● **Activity**: Those lines of the material below that fall between its first line and the line with "pub enum TlsVersion", both included, are to be repeated exactly.

-*-

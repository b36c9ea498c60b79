//! TLS configuration
//!
//! This module provides TLS configuration builders for both client and server.
//! Builders only collect options; the OpenSSL context is created in `build()`
//! so every OpenSSL failure surfaces as a `TlsError` there.

use openssl::pkey::PKey;
use openssl::ssl::{SslContext, SslContextBuilder, SslMethod, SslVerifyMode};
use openssl::x509::X509;
use std::fs::File;
use std::io::Read;
use std::path::{Path, PathBuf};

/// TLS version
#[derive(Debug, Clone, Copy, PartialEq, Eq, PartialOrd, Ord)]
pub enum TlsVersion {
    /// TLS 1.0
    Tls10,
    /// TLS 1.1
    Tls11,
    /// TLS 1.2
    Tls12,
    /// TLS 1.3
    Tls13,
}

impl TlsVersion {
    /// Parse TLS version from string (case-insensitive)
    pub fn from_str(s: &str) -> Result<Self, TlsError> {
        match s.to_uppercase().as_str() {
            "TLSV1.0" | "TLS1.0" | "TLSV1" | "TLS1" => Ok(TlsVersion::Tls10),
            "TLSV1.1" | "TLS1.1" => Ok(TlsVersion::Tls11),
            "TLSV1.2" | "TLS1.2" => Ok(TlsVersion::Tls12),
            "TLSV1.3" | "TLS1.3" => Ok(TlsVersion::Tls13),
            _ => Err(TlsError::InvalidVersion(s.to_string())),
        }
    }

    /// Get OpenSSL protocol version constant
    pub fn to_openssl_version(&self) -> openssl::ssl::SslVersion {
        use openssl::ssl::SslVersion;
        match self {
            TlsVersion::Tls10 => SslVersion::TLS1,
            TlsVersion::Tls11 => SslVersion::TLS1_1,
            TlsVersion::Tls12 => SslVersion::TLS1_2,
            TlsVersion::Tls13 => SslVersion::TLS1_3,
        }
    }

    /// Get version as string
    pub fn as_str(&self) -> &'static str {
        match self {
            TlsVersion::Tls10 => "TLSv1.0",
            TlsVersion::Tls11 => "TLSv1.1",
            TlsVersion::Tls12 => "TLSv1.2",
            TlsVersion::Tls13 => "TLSv1.3",
        }
    }
}

/// TLS errors
#[derive(Debug, thiserror::Error)]
pub enum TlsError {
    #[error("OpenSSL error: {0}")]
    OpenSsl(#[from] openssl::error::ErrorStack),

    #[error("I/O error: {0}")]
    Io(#[from] std::io::Error),

    #[error("Invalid TLS version: {0}")]
    InvalidVersion(String),

    #[error("Invalid configuration: {0}")]
    InvalidConfig(String),

    #[error("Certificate error: {0}")]
    Certificate(String),

    #[error("Handshake failed: {0}")]
    HandshakeFailed(String),

    #[error("Handshake timed out")]
    HandshakeTimeout,
}

/// TLS configuration (immutable after building)
#[derive(Clone)]
pub struct TlsConfig {
    pub(crate) ctx: SslContext,
    pub(crate) is_server: bool,
    pub(crate) servername: Option<String>,
    pub(crate) verify_peer: bool,
}

impl std::fmt::Debug for TlsConfig {
    fn fmt(&self, f: &mut std::fmt::Formatter<'_>) -> std::fmt::Result {
        f.debug_struct("TlsConfig")
            .field("is_server", &self.is_server)
            .field("servername", &self.servername)
            .field("verify_peer", &self.verify_peer)
            .finish()
    }
}

impl TlsConfig {
    /// Create a new client configuration builder
    pub fn client() -> ClientConfigBuilder {
        ClientConfigBuilder::default()
    }

    /// Create a new server configuration builder
    pub fn server() -> ServerConfigBuilder {
        ServerConfigBuilder::default()
    }

    /// Accept a client connection with TLS (server-side)
    pub fn accept(&self, stream: std::net::TcpStream) -> Result<super::TlsSessionOps, TlsError> {
        if !self.is_server {
            return Err(TlsError::InvalidConfig(
                "Cannot use client config for server accept".to_string(),
            ));
        }
        super::session::TlsSessionOps::accept(stream, self)
    }
}

/// Encode protocol names in ALPN wire format (length-prefixed)
pub fn alpn_wire_format(protocols: &[&str]) -> Result<Vec<u8>, TlsError> {
    let mut wire = Vec::new();
    for proto in protocols {
        if proto.is_empty() || proto.len() > 255 {
            return Err(TlsError::InvalidConfig(format!("Invalid ALPN protocol: {:?}", proto)));
        }
        wire.push(proto.len() as u8);
        wire.extend_from_slice(proto.as_bytes());
    }
    Ok(wire)
}

fn read_pem(path: &Path) -> Result<Vec<u8>, TlsError> {
    let mut pem = Vec::new();
    File::open(path)?.read_to_end(&mut pem)?;
    Ok(pem)
}

fn load_cert_and_key(ctx: &mut SslContextBuilder, pem: &[u8]) -> Result<(), TlsError> {
    let cert = X509::from_pem(pem)
        .map_err(|e| TlsError::Certificate(format!("Failed to load certificate: {}", e)))?;
    ctx.set_certificate(&cert)?;

    let key = PKey::private_key_from_pem(pem)
        .map_err(|e| TlsError::Certificate(format!("Failed to load private key: {}", e)))?;
    ctx.set_private_key(&key)?;
    Ok(())
}

/// Client configuration builder
///
/// Peer verification is off by default; the engine is primarily exercised
/// against fixture servers with self-signed certificates.
#[derive(Debug, Default)]
pub struct ClientConfigBuilder {
    min_version: Option<TlsVersion>,
    max_version: Option<TlsVersion>,
    cipher_list: Option<String>,
    ciphersuites: Option<String>,
    ca_file: Option<PathBuf>,
    cert_file: Option<PathBuf>,
    servername: Option<String>,
    verify_peer: bool,
}

impl ClientConfigBuilder {
    /// Set TLS version (both min and max)
    pub fn version(mut self, version: TlsVersion) -> Self {
        self.min_version = Some(version);
        self.max_version = Some(version);
        self
    }

    /// Set TLS version range
    pub fn version_range(mut self, min: TlsVersion, max: TlsVersion) -> Self {
        self.min_version = Some(min);
        self.max_version = Some(max);
        self
    }

    /// Set cipher list (for TLS <= 1.2)
    pub fn cipher_list(mut self, ciphers: impl Into<String>) -> Self {
        self.cipher_list = Some(ciphers.into());
        self
    }

    /// Set cipher suites (for TLS 1.3)
    pub fn ciphersuites(mut self, ciphers: impl Into<String>) -> Self {
        self.ciphersuites = Some(ciphers.into());
        self
    }

    /// Override the SNI servername (defaults to the request host)
    pub fn servername(mut self, name: impl Into<String>) -> Self {
        self.servername = Some(name.into());
        self
    }

    /// Enable/disable peer certificate and hostname verification
    pub fn verify_peer(mut self, verify: bool) -> Self {
        self.verify_peer = verify;
        self
    }

    /// Trust anchors for peer verification
    pub fn ca_file<P: AsRef<Path>>(mut self, path: P) -> Self {
        self.ca_file = Some(path.as_ref().to_path_buf());
        self
    }

    /// Client certificate and key in one PEM file
    pub fn cert_file<P: AsRef<Path>>(mut self, path: P) -> Self {
        self.cert_file = Some(path.as_ref().to_path_buf());
        self
    }

    /// Build the TLS configuration
    pub fn build(self) -> Result<TlsConfig, TlsError> {
        let mut ctx = SslContextBuilder::new(SslMethod::tls_client())?;

        if let Some(min) = self.min_version {
            ctx.set_min_proto_version(Some(min.to_openssl_version()))?;
        }
        if let Some(max) = self.max_version {
            ctx.set_max_proto_version(Some(max.to_openssl_version()))?;
        }
        if let Some(ref ciphers) = self.cipher_list {
            ctx.set_cipher_list(ciphers)?;
        }
        if let Some(ref suites) = self.ciphersuites {
            ctx.set_ciphersuites(suites)?;
        }

        if self.verify_peer {
            ctx.set_verify(SslVerifyMode::PEER);
            match self.ca_file {
                Some(ref path) => ctx.set_ca_file(path)?,
                None => ctx.set_default_verify_paths()?,
            }
        } else {
            ctx.set_verify(SslVerifyMode::NONE);
        }

        if let Some(ref path) = self.cert_file {
            let pem = read_pem(path)?;
            load_cert_and_key(&mut ctx, &pem)?;
        }

        Ok(TlsConfig {
            ctx: ctx.build(),
            is_server: false,
            servername: self.servername,
            verify_peer: self.verify_peer,
        })
    }
}

/// Server configuration builder, used by fixture servers
#[derive(Debug, Default)]
pub struct ServerConfigBuilder {
    min_version: Option<TlsVersion>,
    max_version: Option<TlsVersion>,
    alpn: Vec<String>,
    cert_file: Option<PathBuf>,
}

impl ServerConfigBuilder {
    /// Set TLS version (both min and max)
    pub fn version(mut self, version: TlsVersion) -> Self {
        self.min_version = Some(version);
        self.max_version = Some(version);
        self
    }

    /// Set ALPN protocols the server is willing to select, in preference order
    pub fn alpn(mut self, protocols: &[&str]) -> Self {
        self.alpn = protocols.iter().map(|p| p.to_string()).collect();
        self
    }

    /// Load server certificate and key from one PEM file
    pub fn cert_file<P: AsRef<Path>>(mut self, path: P) -> Self {
        self.cert_file = Some(path.as_ref().to_path_buf());
        self
    }

    /// Build the TLS configuration
    ///
    /// Without a certificate file the built-in self-signed certificate is used.
    pub fn build(self) -> Result<TlsConfig, TlsError> {
        let mut ctx = SslContextBuilder::new(SslMethod::tls_server())?;

        if let Some(min) = self.min_version {
            ctx.set_min_proto_version(Some(min.to_openssl_version()))?;
        }
        if let Some(max) = self.max_version {
            ctx.set_max_proto_version(Some(max.to_openssl_version()))?;
        }

        match self.cert_file {
            Some(ref path) => {
                let pem = read_pem(path)?;
                load_cert_and_key(&mut ctx, &pem)?;
            }
            None => load_cert_and_key(&mut ctx, super::builtin_cert::BUILTIN_CERT.as_bytes())?,
        }

        if !self.alpn.is_empty() {
            let ours: Vec<Vec<u8>> = self.alpn.iter().map(|p| p.as_bytes().to_vec()).collect();
            ctx.set_alpn_select_callback(move |_ssl, client_protos| {
                // Server preference order wins over client order.
                for proto in &ours {
                    let mut pos = 0;
                    while pos < client_protos.len() {
                        let len = client_protos[pos] as usize;
                        pos += 1;
                        if pos + len > client_protos.len() {
                            break;
                        }
                        let candidate = &client_protos[pos..pos + len];
                        if candidate == proto.as_slice() {
                            return Ok(candidate);
                        }
                        pos += len;
                    }
                }
                Err(openssl::ssl::AlpnError::NOACK)
            });
        }

        Ok(TlsConfig {
            ctx: ctx.build(),
            is_server: true,
            servername: None,
            verify_peer: false,
        })
    }
}

#[cfg(test)]
mod tests {
    use super::*;

    #[test]
    fn test_tls_version_parsing() {
        assert_eq!(TlsVersion::from_str("TLSv1.2").unwrap(), TlsVersion::Tls12);
        assert_eq!(TlsVersion::from_str("tlsv1.3").unwrap(), TlsVersion::Tls13);
        assert_eq!(TlsVersion::from_str("TLS1.0").unwrap(), TlsVersion::Tls10);
        assert!(TlsVersion::from_str("invalid").is_err());
    }

    #[test]
    fn test_client_config_builder() {
        let config = TlsConfig::client()
            .version(TlsVersion::Tls13)
            .servername("example.com")
            .verify_peer(false)
            .build()
            .unwrap();

        assert!(!config.is_server);
        assert_eq!(config.servername, Some("example.com".to_string()));
        assert!(!config.verify_peer);
    }

    #[test]
    fn test_server_config_builder() {
        let config = TlsConfig::server()
            .version(TlsVersion::Tls13)
            .alpn(&["h2", "http/1.1"])
            .build()
            .unwrap();

        assert!(config.is_server);
    }

    #[test]
    fn test_missing_cert_file() {
        let result = TlsConfig::client().cert_file("/nonexistent/client.pem").build();
        assert!(matches!(result, Err(TlsError::Io(_))));
    }

    #[test]
    fn test_alpn_wire_format() {
        assert_eq!(
            alpn_wire_format(&["h2", "http/1.1"]).unwrap(),
            b"\x02h2\x08http/1.1".to_vec()
        );
        assert!(alpn_wire_format(&[""]).is_err());
    }
}
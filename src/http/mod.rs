//! HTTP/1.1 and HTTP/2 client engine
//!
//! # Architecture
//!
//! The engine is layered the same way as a single exchange flows through it:
//!
//! - `client::HttpClient` owns configuration, the connection pool and the
//!   async worker pool; there is no process-wide default client
//! - `pipeline` runs one logical request through redirects, authentication
//!   challenges and idempotent retries
//! - `pool` hands out pooled HTTP/1.1 connections and shared HTTP/2
//!   connections per `PoolKey`
//! - `connection` establishes transports (TCP, TLS with ALPN, CONNECT tunnels)
//! - `h1` and `h2` speak the wire protocols
//! - `flow` streams request and response bodies with explicit demand
//!
//! All transports are driven through the `SessionOps` trait so the HTTP code
//! never needs to know whether it is talking plain TCP or TLS.
//!
//! # Examples
//!
//! ```no_run
//! use vclient::http::{HttpClient, Request};
//! use std::time::Duration;
//!
//! let client = HttpClient::builder()
//!     .connect_timeout(Duration::from_secs(5))
//!     .build()
//!     .unwrap();
//!
//! let request = Request::builder()
//!     .uri("http://127.0.0.1:8080/")
//!     .timeout(Duration::from_secs(10))
//!     .build()
//!     .unwrap();
//!
//! let response = client.send(&request).unwrap();
//! assert_eq!(response.status().code(), 200);
//! let body = response.into_body().text().unwrap();
//! println!("{}", body);
//! ```

use std::fmt;

pub mod auth;
pub mod chunked;
pub mod client;
pub mod connection;
pub mod cookie;
pub mod executor;
pub mod flow;
pub mod h1;
pub mod h2;
pub mod headers;
pub mod message;
pub mod parser;
pub mod pipeline;
pub mod pool;
pub mod server;
pub mod session;
pub mod timeout;
pub mod tls;
pub mod uri;

pub use auth::{Authenticator, Credentials};
pub use client::{ClientBuilder, ClientConfig, HttpClient, Redirect, StreamLimitPolicy};
pub use connection::{ConnectionState, Proxy};
pub use cookie::{CookieStore, InMemoryCookieStore};
pub use executor::ResponseFuture;
pub use flow::body;
pub use headers::Headers;
pub use message::{Method, Request, RequestBuilder, Response, ResponseBody, Status, Version};
pub use parser::ResponseParser;
pub use pool::{ConnectionStats, PoolConfig, PoolKey};
pub use server::HttpServer;
pub use session::{HttpSession, SessionOps};
pub use uri::Uri;

/// Result type for HTTP operations
pub type Result<T> = std::result::Result<T, Error>;

/// HTTP operation errors
#[derive(Debug, thiserror::Error)]
pub enum Error {
    #[error("I/O error: {0}")]
    Io(#[from] std::io::Error),

    /// TCP connect to a resolved address failed
    #[error("Connection to {addr} failed: {source}")]
    Connect {
        addr: String,
        #[source]
        source: std::io::Error,
    },

    #[error("Unresolved address: {0}")]
    Unresolved(String),

    /// Connection establishment exceeded the connect timeout
    #[error("HTTP connect timed out")]
    ConnectTimeout {
        #[source]
        source: Box<Error>,
    },

    /// The request deadline elapsed before response headers arrived
    #[error("request timed out")]
    RequestTimeout,

    /// A single poll or read on a session timed out
    #[error("Timeout")]
    Timeout,

    /// Transport was connected but could not be set up (TLS, CONNECT tunnel)
    #[error("Handshake failed: {0}")]
    Handshake(String),

    #[error("TLS error: {0}")]
    Tls(#[from] tls::TlsError),

    #[error("HTTP/2 error: {0}")]
    H2(#[from] h2::Error),

    #[error("Parse error: {0}")]
    Parse(String),

    #[error("Invalid HTTP version: {0}")]
    InvalidVersion(String),

    #[error("Invalid HTTP method: {0}")]
    InvalidMethod(String),

    #[error("Invalid HTTP status: {0}")]
    InvalidStatus(String),

    #[error("Invalid header: {0}")]
    InvalidHeader(String),

    #[error("Invalid chunk size: {0}")]
    InvalidChunkSize(String),

    #[error("Invalid URI: {0}")]
    InvalidUri(String),

    #[error("Incomplete message")]
    Incomplete,

    #[error("Connection closed")]
    ConnectionClosed,

    #[error("Protocol error: {0}")]
    Protocol(String),

    #[error("{0}")]
    BodyLengthMismatch(LengthMismatch),

    /// Opening another stream would exceed the peer's advertised limit
    #[error("Too many concurrent streams")]
    TooManyStreams,

    #[error("{0}")]
    Auth(String),

    /// Proxy answered a CONNECT request with 407
    #[error("Proxy authentication required")]
    ProxyAuthRequired(Box<parser::ResponseHead>),

    #[error("Cancelled")]
    Cancelled,

    #[error("Illegal argument: {0}")]
    IllegalArgument(String),

    #[error("Illegal state: {0}")]
    IllegalState(String),

    #[error("Too many redirects: {0}")]
    TooManyRedirects(usize),

    /// Failure after the response head was delivered to the caller
    #[error("Error reading response body: {0}")]
    Body(#[source] Box<Error>),
}

/// Classification of errors as seen by callers
#[derive(Debug, Clone, Copy, PartialEq, Eq, Hash)]
pub enum ErrorKind {
    ConnectTimeout,
    RequestTimeout,
    Connection,
    Handshake,
    Protocol,
    BodyLengthMismatch,
    Auth,
    Cancelled,
    TooManyStreams,
    IllegalArgument,
    IllegalState,
    Redirect,
    Body,
}

impl Error {
    /// Taxonomy kind of this error
    pub fn kind(&self) -> ErrorKind {
        match self {
            Error::Io(_) | Error::Connect { .. } | Error::Unresolved(_) | Error::ConnectionClosed => {
                ErrorKind::Connection
            }
            Error::ConnectTimeout { .. } => ErrorKind::ConnectTimeout,
            Error::RequestTimeout | Error::Timeout => ErrorKind::RequestTimeout,
            Error::Handshake(_) => ErrorKind::Handshake,
            Error::Tls(e) => match e {
                tls::TlsError::HandshakeFailed(_) => ErrorKind::Handshake,
                tls::TlsError::HandshakeTimeout => ErrorKind::ConnectTimeout,
                tls::TlsError::Io(_) => ErrorKind::Connection,
                _ => ErrorKind::IllegalArgument,
            },
            Error::H2(e) => match e {
                h2::Error::Io(_) | h2::Error::ConnectionClosed => ErrorKind::Connection,
                h2::Error::TooManyStreams => ErrorKind::TooManyStreams,
                h2::Error::Cancel(_) => ErrorKind::Cancelled,
                h2::Error::Timeout => ErrorKind::RequestTimeout,
                _ => ErrorKind::Protocol,
            },
            Error::Parse(_)
            | Error::InvalidVersion(_)
            | Error::InvalidStatus(_)
            | Error::InvalidHeader(_)
            | Error::InvalidChunkSize(_)
            | Error::Incomplete
            | Error::Protocol(_) => ErrorKind::Protocol,
            Error::InvalidMethod(_) | Error::InvalidUri(_) | Error::IllegalArgument(_) => {
                ErrorKind::IllegalArgument
            }
            Error::BodyLengthMismatch(_) => ErrorKind::BodyLengthMismatch,
            Error::TooManyStreams => ErrorKind::TooManyStreams,
            Error::Auth(_) | Error::ProxyAuthRequired(_) => ErrorKind::Auth,
            Error::Cancelled => ErrorKind::Cancelled,
            Error::IllegalState(_) => ErrorKind::IllegalState,
            Error::TooManyRedirects(_) => ErrorKind::Redirect,
            Error::Body(_) => ErrorKind::Body,
        }
    }

    /// Turn a session-level poll timeout into a request timeout
    pub(crate) fn into_request_timeout(self) -> Error {
        match self {
            Error::Timeout | Error::H2(h2::Error::Timeout) => Error::RequestTimeout,
            other => other,
        }
    }

    /// Wrap an error raised while a response body was streaming
    pub(crate) fn into_body_error(self) -> Error {
        match self {
            Error::Body(_) | Error::Cancelled => self,
            other => Error::Body(Box::new(other.into_request_timeout())),
        }
    }

    /// Build an I/O error with the given kind and message
    pub(crate) fn io(kind: std::io::ErrorKind, msg: impl Into<String>) -> Error {
        Error::Io(std::io::Error::new(kind, msg.into()))
    }
}

/// Declared and actual request body sizes that disagree
#[derive(Debug, Clone, Copy, PartialEq, Eq)]
pub struct LengthMismatch {
    pub declared: u64,
    pub actual: u64,
}

impl LengthMismatch {
    pub fn is_too_many(&self) -> bool {
        self.actual > self.declared
    }
}

impl fmt::Display for LengthMismatch {
    fn fmt(&self, f: &mut fmt::Formatter<'_>) -> fmt::Result {
        if self.is_too_many() {
            write!(
                f,
                "too many bytes in request body: expected {}, got at least {}",
                self.declared, self.actual
            )
        } else {
            write!(
                f,
                "too few bytes returned by the publisher: expected {}, got {}",
                self.declared, self.actual
            )
        }
    }
}

/// Maximum number of header fields accepted in one message head
pub const MAX_HEADERS: usize = 256;

/// Default HTTP port
pub const DEFAULT_HTTP_PORT: u16 = 80;

/// Default HTTPS port
pub const DEFAULT_HTTPS_PORT: u16 = 443;

/// CRLF line ending
pub const CRLF: &str = "\r\n";
#[cfg(test)]
mod tests {
    use super::*;
    use proptest::prelude::*;

    #[test]
    fn test_parse_components() {
        let uri = Uri::parse("https://user@Example.com:8443/a/b?x=1#frag").unwrap();
        assert_eq!(uri.scheme(), "https");
        assert_eq!(uri.userinfo(), Some("user"));
        assert_eq!(uri.host(), "Example.com");
        assert_eq!(uri.port(), Some(8443));
        assert_eq!(uri.path(), "/a/b");
        assert_eq!(uri.query(), Some("x=1"));
        assert_eq!(uri.fragment(), Some("frag"));
        assert_eq!(uri.request_target(), "/a/b?x=1");
        assert_eq!(uri.authority(), "Example.com:8443");
    }

    #[test]
    fn test_default_ports() {
        let uri = Uri::parse("http://localhost").unwrap();
        assert_eq!(uri.port_or_default(), 80);
        assert_eq!(uri.request_target(), "/");
        assert_eq!(uri.authority(), "localhost");
        assert_eq!(uri.authority_with_port(), "localhost:80");

        let uri = Uri::parse("https://[::1]:443/").unwrap();
        assert_eq!(uri.host_for_connect(), "::1");
        assert_eq!(uri.authority(), "[::1]");
    }

    #[test]
    fn test_as_is_preserves_escapes_and_non_ascii() {
        let text = "http://localhost/%C3%A9t%C3%A9/caf\u{e9}?q=%2F\u{20ac}";
        let uri = Uri::parse(text).unwrap();
        assert_eq!(uri.as_str(), text);
        assert_eq!(
            uri.to_ascii_string(),
            "http://localhost/%C3%A9t%C3%A9/caf%C3%A9?q=%2F%E2%82%AC"
        );
        assert_eq!(uri.request_target(), "/%C3%A9t%C3%A9/caf%C3%A9?q=%2F%E2%82%AC");
    }

    #[test]
    fn test_as_is_rejects_illegal() {
        assert!(Uri::parse("http://localhost/a b").is_err());
        assert!(Uri::parse("http://localhost/%zz").is_err());
        assert!(Uri::parse("http://localhost/%4").is_err());
        assert!(Uri::parse("ftp://localhost/").is_err());
        assert!(Uri::parse("/relative").is_err());
        assert!(Uri::parse("http://localhost:notaport/").is_err());
    }

    #[test]
    fn test_from_parts_quotes() {
        let uri = Uri::from_parts("http", "localhost:8080", "/a b/100%", Some("k=v w"), None).unwrap();
        assert_eq!(uri.as_str(), "http://localhost:8080/a%20b/100%25?k=v%20w");

        let uri = Uri::from_parts("http", "localhost", "/caf\u{e9}", None, None).unwrap();
        assert_eq!(uri.as_str(), "http://localhost/caf\u{e9}");
        assert_eq!(uri.request_target(), "/caf%C3%A9");
    }

    #[test]
    fn test_resolve() {
        let base = Uri::parse("http://host:8080/a/b/c?q=1").unwrap();
        assert_eq!(base.resolve("/x").unwrap().as_str(), "http://host:8080/x");
        assert_eq!(base.resolve("d").unwrap().as_str(), "http://host:8080/a/b/d");
        assert_eq!(base.resolve("../d").unwrap().as_str(), "http://host:8080/a/d");
        assert_eq!(base.resolve("?z=2").unwrap().as_str(), "http://host:8080/a/b/c?z=2");
        assert_eq!(
            base.resolve("https://other/p").unwrap().as_str(),
            "https://other/p"
        );
        assert_eq!(base.resolve("//other:1/p").unwrap().as_str(), "http://other:1/p");
    }

    #[test]
    fn test_same_origin() {
        let a = Uri::parse("http://Host/a").unwrap();
        let b = Uri::parse("http://host:80/b").unwrap();
        let c = Uri::parse("https://host/b").unwrap();
        assert!(a.same_origin(&b));
        assert!(!a.same_origin(&c));
    }

    proptest! {
        #[test]
        fn prop_from_parts_round_trips_through_ascii(path in "/[a-zA-Z0-9 %?#\u{e9}\u{4e2d}\u{1f600}/]{0,24}") {
            let uri = Uri::from_parts("http", "localhost", &path, None, None).unwrap();
            let ascii = uri.to_ascii_string();
            prop_assert!(ascii.is_ascii());
            let reparsed = Uri::parse(&ascii).unwrap();
            prop_assert_eq!(reparsed.to_ascii_string(), ascii);
        }
    }
}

-*-

● **Task solution**:
repository b36c9ea498c60b79
//! TLS configuration
//!
//! This module provides TLS configuration builders for both client and server.
//! Builders only collect options; the OpenSSL context is created in `build()`
//! so every OpenSSL failure surfaces as a `TlsError` there.

use openssl::pkey::PKey;
use openssl::ssl::{SslContext, SslContextBuilder, SslMethod, SslVerifyMode};
use openssl::x509::X509;
use std::fs::File;
use std::io::Read;
use std::path::{Path, PathBuf};

/// TLS version
#[derive(Debug, Clone, Copy, PartialEq, Eq, PartialOrd, Ord)]
pub enum TlsVersion {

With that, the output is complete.